### Description of the task
Give the number of lines below that hold "entries", and only that.

### Extracted records
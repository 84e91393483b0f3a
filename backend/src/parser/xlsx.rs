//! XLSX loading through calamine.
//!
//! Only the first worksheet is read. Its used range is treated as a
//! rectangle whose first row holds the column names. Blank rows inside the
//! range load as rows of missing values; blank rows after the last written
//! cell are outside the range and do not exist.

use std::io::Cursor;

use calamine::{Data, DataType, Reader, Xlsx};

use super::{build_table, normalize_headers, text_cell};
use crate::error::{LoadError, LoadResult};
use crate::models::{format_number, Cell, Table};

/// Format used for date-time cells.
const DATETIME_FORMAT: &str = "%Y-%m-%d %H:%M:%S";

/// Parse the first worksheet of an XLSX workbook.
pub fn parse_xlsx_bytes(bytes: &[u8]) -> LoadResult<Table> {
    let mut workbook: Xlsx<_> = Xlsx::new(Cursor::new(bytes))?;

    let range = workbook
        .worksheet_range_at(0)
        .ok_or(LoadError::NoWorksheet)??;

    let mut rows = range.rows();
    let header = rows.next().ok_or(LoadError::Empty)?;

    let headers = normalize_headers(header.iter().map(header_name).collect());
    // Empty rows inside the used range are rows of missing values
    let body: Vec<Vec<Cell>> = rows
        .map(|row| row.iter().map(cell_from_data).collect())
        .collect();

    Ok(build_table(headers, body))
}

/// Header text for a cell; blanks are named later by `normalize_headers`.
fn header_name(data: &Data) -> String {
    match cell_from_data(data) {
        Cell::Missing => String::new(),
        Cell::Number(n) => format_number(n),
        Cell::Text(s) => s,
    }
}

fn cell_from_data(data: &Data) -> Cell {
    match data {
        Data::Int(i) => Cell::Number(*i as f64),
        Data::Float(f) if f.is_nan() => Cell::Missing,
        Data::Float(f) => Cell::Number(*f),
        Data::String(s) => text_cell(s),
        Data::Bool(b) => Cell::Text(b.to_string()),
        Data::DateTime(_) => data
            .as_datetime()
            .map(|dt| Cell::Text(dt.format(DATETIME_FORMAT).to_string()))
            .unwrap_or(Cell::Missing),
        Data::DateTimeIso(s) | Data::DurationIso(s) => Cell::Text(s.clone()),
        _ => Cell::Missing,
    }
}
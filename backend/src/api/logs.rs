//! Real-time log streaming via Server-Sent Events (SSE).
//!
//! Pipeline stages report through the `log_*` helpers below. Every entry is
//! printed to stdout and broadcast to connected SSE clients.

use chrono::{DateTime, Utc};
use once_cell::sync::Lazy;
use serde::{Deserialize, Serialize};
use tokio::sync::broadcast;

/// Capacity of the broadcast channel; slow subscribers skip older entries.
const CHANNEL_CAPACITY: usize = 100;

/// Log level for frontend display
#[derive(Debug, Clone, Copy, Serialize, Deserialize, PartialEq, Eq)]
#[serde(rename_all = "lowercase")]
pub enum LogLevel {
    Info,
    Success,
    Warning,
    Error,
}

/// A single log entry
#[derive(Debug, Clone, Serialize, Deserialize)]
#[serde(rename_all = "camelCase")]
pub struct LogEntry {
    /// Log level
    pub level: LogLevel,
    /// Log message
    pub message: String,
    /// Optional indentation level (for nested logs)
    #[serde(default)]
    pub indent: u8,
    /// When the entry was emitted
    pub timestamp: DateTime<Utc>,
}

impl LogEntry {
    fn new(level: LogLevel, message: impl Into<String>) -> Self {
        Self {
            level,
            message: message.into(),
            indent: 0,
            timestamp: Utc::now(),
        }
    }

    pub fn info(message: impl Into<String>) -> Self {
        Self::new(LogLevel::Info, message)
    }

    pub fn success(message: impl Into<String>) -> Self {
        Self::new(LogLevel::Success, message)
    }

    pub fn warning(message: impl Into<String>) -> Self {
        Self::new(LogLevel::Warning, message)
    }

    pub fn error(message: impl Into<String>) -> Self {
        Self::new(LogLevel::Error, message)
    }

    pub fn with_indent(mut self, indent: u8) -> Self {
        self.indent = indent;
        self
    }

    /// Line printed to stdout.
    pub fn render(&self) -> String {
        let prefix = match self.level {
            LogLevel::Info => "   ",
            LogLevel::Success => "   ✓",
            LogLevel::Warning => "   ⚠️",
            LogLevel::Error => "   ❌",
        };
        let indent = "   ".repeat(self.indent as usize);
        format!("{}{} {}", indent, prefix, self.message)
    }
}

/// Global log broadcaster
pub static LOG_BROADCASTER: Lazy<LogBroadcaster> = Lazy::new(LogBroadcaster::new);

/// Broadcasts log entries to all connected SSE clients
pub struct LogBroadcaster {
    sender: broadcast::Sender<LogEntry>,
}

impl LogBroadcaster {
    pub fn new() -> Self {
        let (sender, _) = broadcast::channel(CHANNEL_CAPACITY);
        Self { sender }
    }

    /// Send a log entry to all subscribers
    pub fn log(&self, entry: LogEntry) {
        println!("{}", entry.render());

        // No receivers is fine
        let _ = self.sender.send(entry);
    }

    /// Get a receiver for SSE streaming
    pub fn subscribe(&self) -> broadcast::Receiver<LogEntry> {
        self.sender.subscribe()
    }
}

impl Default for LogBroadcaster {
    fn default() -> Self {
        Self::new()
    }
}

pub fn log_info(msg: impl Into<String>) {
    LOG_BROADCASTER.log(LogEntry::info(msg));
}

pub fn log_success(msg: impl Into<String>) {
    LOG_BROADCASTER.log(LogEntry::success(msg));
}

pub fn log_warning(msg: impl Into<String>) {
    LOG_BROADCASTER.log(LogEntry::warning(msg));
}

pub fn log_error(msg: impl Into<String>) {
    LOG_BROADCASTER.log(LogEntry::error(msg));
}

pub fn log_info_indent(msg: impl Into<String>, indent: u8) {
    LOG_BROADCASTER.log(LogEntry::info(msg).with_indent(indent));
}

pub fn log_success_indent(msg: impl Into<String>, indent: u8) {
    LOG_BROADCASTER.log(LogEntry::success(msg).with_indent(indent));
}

### Output of the exercise
2